_Problem to work on_
From the data that follows, copy every line with the string "PathBuf".

*** Opening Task inputs ***

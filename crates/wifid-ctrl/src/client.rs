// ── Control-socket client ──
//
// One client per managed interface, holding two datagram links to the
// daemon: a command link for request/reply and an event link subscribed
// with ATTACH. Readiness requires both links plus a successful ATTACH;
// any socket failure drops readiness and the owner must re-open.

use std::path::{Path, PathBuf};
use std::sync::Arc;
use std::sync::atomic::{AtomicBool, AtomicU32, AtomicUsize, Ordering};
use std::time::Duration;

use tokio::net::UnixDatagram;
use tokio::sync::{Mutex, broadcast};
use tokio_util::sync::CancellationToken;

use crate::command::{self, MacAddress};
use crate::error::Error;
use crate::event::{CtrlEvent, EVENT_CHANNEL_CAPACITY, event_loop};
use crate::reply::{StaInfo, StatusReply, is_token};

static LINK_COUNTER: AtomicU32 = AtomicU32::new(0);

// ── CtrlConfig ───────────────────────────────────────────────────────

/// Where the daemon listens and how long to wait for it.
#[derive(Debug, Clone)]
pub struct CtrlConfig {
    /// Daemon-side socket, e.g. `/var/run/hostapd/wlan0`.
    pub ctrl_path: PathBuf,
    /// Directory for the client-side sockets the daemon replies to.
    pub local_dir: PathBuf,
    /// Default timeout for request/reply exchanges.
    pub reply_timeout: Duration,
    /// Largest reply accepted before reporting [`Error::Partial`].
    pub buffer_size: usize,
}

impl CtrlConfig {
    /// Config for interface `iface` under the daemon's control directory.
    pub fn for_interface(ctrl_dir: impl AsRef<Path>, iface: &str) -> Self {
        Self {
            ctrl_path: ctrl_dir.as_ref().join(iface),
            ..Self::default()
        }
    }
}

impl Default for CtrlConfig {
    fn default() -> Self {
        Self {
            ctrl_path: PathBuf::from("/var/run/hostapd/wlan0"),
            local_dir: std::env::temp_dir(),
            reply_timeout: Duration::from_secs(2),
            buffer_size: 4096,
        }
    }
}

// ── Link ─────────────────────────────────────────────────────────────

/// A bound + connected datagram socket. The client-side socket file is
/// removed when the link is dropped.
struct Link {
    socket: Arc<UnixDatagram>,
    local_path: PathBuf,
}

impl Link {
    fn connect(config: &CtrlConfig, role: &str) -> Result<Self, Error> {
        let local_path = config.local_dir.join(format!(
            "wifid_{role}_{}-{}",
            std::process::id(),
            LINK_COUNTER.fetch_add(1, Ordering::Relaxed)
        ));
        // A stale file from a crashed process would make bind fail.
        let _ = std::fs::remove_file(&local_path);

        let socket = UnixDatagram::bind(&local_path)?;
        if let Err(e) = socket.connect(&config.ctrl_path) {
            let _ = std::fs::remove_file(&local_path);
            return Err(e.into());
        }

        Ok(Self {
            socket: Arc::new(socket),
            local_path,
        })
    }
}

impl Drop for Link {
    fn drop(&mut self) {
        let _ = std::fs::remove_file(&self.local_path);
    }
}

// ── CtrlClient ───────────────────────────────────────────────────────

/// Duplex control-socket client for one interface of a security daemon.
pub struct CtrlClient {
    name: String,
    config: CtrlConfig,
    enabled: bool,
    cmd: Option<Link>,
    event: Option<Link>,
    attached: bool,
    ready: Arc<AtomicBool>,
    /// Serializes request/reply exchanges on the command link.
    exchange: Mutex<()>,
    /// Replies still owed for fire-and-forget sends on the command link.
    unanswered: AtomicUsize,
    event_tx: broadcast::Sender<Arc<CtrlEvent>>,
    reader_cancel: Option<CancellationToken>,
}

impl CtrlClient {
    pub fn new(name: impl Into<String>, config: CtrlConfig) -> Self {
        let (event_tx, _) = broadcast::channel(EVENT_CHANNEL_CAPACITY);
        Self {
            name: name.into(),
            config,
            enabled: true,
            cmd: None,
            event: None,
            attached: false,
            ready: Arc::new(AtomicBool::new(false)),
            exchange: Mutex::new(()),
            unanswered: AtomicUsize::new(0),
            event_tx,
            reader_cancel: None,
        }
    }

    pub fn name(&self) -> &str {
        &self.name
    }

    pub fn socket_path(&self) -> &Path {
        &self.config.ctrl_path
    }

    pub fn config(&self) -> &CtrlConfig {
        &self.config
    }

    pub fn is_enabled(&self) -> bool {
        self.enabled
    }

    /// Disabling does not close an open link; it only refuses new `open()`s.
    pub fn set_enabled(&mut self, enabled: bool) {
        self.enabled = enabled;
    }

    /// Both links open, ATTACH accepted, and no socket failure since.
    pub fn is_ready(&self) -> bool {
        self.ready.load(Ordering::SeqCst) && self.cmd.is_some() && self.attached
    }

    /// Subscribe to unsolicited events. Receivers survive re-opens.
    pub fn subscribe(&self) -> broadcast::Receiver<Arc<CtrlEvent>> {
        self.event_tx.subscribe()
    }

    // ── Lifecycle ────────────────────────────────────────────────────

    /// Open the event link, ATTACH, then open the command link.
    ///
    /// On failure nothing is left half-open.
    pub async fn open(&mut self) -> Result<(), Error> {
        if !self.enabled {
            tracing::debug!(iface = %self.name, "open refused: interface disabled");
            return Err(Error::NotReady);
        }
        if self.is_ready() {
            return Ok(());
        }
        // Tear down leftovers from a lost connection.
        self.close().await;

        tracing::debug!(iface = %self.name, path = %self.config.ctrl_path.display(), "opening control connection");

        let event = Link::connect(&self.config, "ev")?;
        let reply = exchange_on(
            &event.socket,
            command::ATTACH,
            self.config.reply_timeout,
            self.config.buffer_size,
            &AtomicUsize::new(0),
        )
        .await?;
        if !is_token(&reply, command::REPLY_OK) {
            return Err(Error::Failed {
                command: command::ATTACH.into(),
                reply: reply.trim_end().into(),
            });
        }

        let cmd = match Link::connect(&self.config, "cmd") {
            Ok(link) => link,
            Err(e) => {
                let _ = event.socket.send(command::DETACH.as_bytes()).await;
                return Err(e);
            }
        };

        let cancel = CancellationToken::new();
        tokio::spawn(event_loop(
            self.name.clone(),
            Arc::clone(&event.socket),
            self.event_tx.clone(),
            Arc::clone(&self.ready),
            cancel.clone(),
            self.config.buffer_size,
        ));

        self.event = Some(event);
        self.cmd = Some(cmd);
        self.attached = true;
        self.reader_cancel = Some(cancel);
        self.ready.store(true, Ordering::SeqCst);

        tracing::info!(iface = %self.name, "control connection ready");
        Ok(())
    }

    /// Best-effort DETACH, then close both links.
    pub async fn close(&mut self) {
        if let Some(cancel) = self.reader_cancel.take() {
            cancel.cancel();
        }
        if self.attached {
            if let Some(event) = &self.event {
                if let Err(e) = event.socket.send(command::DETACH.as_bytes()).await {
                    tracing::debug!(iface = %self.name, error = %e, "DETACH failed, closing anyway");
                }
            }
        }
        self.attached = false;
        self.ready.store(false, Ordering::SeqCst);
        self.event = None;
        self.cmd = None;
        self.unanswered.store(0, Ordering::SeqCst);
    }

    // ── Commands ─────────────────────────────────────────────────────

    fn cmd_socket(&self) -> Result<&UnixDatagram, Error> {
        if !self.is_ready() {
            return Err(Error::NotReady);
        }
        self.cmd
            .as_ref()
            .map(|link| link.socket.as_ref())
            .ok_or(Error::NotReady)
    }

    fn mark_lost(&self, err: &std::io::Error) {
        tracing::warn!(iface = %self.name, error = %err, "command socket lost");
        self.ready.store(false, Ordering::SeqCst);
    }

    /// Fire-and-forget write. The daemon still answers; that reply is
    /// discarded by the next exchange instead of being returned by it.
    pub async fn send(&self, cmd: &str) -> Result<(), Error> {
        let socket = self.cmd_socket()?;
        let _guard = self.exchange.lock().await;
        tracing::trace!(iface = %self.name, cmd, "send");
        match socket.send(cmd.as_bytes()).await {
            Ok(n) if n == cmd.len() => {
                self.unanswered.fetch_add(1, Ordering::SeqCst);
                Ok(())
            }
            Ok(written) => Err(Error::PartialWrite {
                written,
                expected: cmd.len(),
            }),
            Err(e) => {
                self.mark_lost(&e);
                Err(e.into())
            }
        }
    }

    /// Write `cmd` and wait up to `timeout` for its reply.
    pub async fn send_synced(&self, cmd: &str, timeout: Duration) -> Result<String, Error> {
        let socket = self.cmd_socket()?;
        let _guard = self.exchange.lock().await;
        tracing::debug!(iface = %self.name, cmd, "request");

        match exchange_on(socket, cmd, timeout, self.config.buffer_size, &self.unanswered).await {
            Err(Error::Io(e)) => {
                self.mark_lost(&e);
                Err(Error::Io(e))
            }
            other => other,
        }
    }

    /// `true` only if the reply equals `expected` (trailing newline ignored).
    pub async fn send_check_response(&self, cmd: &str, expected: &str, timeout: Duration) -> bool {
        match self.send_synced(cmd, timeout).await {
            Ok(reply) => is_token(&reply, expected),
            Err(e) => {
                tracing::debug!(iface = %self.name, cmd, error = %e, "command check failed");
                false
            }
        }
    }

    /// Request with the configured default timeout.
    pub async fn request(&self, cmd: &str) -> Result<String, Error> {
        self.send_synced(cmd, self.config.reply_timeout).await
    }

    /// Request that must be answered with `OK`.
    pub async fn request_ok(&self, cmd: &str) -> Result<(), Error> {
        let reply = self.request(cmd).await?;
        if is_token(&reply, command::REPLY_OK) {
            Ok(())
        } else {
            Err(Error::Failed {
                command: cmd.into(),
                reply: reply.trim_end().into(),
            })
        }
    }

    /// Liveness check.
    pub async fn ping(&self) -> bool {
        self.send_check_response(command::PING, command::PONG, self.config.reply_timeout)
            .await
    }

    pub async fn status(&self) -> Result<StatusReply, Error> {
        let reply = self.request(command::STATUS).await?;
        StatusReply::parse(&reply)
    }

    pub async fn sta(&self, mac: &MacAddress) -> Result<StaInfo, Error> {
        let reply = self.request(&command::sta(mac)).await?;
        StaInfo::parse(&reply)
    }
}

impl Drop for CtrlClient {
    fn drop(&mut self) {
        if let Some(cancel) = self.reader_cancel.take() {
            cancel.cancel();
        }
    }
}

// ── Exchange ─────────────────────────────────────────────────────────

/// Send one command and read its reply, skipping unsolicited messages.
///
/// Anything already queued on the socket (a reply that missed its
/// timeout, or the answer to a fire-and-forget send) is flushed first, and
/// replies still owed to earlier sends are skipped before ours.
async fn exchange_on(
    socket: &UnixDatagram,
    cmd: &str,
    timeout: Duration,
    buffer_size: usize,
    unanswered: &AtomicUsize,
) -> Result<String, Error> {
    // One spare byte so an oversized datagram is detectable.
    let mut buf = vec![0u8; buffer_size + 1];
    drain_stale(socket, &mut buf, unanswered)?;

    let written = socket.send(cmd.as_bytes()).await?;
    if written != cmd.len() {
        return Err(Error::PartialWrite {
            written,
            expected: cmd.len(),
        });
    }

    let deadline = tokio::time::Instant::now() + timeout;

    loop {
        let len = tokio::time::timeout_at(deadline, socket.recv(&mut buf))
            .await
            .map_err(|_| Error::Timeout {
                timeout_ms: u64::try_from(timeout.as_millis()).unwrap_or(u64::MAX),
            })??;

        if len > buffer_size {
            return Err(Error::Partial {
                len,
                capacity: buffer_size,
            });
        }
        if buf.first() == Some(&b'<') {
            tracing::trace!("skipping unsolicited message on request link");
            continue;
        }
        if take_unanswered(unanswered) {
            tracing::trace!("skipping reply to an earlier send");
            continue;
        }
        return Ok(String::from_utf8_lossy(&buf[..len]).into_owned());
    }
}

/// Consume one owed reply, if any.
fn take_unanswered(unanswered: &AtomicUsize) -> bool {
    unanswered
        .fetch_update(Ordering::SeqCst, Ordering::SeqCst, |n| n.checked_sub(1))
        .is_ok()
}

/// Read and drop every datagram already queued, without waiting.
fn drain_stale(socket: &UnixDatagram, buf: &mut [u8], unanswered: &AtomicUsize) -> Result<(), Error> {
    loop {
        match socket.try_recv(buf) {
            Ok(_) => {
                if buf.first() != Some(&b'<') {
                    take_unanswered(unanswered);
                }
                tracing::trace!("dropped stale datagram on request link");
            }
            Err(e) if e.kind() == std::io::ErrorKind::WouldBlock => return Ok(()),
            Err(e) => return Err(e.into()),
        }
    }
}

*** Closing Task inputs ***

_Solution_
use std::path::{Path, PathBuf};
    pub ctrl_path: PathBuf,
    pub local_dir: PathBuf,
            ctrl_path: PathBuf::from("/var/run/hostapd/wlan0"),
    local_path: PathBuf,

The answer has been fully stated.